Greg Freiherr has reported on developments in radiology since 1983. He runs the consulting service, The Freiherr Group.

Blog | September 20, 2012

Will Robots Replace Doctors?

The medical community buzzed a couple of weeks ago as word spread of technology guru Vinod Khosla’s prediction that the future of medical practice would be more robot than doctor. During the Health Innovation Summit held in San Francisco, the co-founder of Sun Microsystems and present-day Silicon Valley investor said computer-generated decisions, based on broad patient datasets, would lead to better healthcare than can be delivered by the average doctor (http://rockhealth.com/2012/09/vinod-khosla-at-hisum/).

Algorithms operated by devices seeded with artificial intelligence would provide objective analyses,  he said, ones that physicians today largely cannot do because of embedded procedures and hackneyed ways of thinking about healthcare. This led Khosla to conclude that at least 80 percent of doctors could be replaced by software.

To be sure, radiologists wage battle against this kind of thinking every day. Look at the battle to reduce patient exposure to radiation. Despite a broad-based consensus that children comprise the group of patients most sensitive and vulnerable to ionizing radiation, emergency room doctors often order computed tomography (CT) scans of children with minor head injuries, when several hours of observation has been shown to be just as effective. (Donnelly, LF. Reducing Radiation Dose Associated with Pediatric CT by Decreasing Unnecessary Examinations, AJR February 2005, 184: 655-657) This is done with the support, even at the insistence, of parents.

We are, after all, humans, driven by emotion as well as reason. Fear is among the most powerful. It fuels our actions, as in the case of fear of litigation. When combined with love for a child who we fear may be severely hurt, it’s damn the radiation…fire up the CT.

In Khosla’s future, machines would call the shots. Their decisions would be based on algorithms. Some would argue, current day healthcare already is. Diagnosticians are taught to think horses not zebras; to consider common ailments before rare ones. The Hippocratic oath leads radiologists to recommend ultrasound as a first step, when possible. 

What Khosla is promoting, however, is machine-based reasoning that breeds a level of objectivity unattainable by people, an objectivity based on data and applied with machine-based logic that gets sharper with experience. Underlying this argument is that machines don’t have to fight back fear or overcome love. They are incapable of either. Consequently, they can dispense cold-hearted objectivity that has the potential to make medical practice better.

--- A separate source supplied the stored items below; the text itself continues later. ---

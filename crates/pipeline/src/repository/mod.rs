//! Repository layer for the per-player churn record.
//!
//! The pipeline owns the read-modify-write cycle of [`ChurnState`] but not
//! its persistence engine: stores implement [`StateStore`] and are injected at
//! build time.
//!
//! [`ChurnState`]: churn_core::ChurnState

mod error;
mod file;
mod memory;
mod traits;

pub use error::{Result, StoreError};
pub use file::FileStateStore;
pub use memory::InMemoryStateStore;
pub use traits::{DEFAULT_TTL_DAYS, StateStore};
//! Per-action execution errors.

use churn_core::StateError;
use thiserror::Error;

use crate::api::{RegistryError, ServiceError};

#[derive(Debug, Error)]
pub enum ActionError {
    #[error("action {0} is not registered")]
    ActionNotFound(String),

    #[error("action {action_id} lookup failed")]
    Registry {
        action_id: String,
        #[source]
        source: RegistryError,
    },

    #[error("action {0} cannot be rolled back")]
    RollbackNotSupported(String),

    #[error("action {action_id} fulfillment call failed")]
    Fulfillment {
        action_id: String,
        #[source]
        source: ServiceError,
    },

    #[error("action {action_id} needs trigger metadata {key:?}")]
    MissingMetadata {
        action_id: String,
        key: &'static str,
    },

    #[error(transparent)]
    InvalidTransition(#[from] StateError),

    #[error("action {0} was cancelled")]
    Cancelled(String),
}

impl ActionError {
    pub fn fulfillment(action_id: &str, source: ServiceError) -> Self {
        Self::Fulfillment {
            action_id: action_id.to_string(),
            source,
        }
    }
}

I agree that such logic has the potential to make healthcare better, but only if resulting interpretations are applied by caring doctors, ones available in sufficient numbers to meet with and be part of patients’ lives.

In the end, medicine is about helping people — all people, not just those whose illnesses can be exactly determined and cured. If medical practice were reduced to algorithms, five-year survival rates would dictate treatment. Current medical practice would be an impenetrable ceiling. The concepts of fighting on, breaking the odds, faith, hope and prayer would be vanquished from medicine. And the human race would be much poorer for it.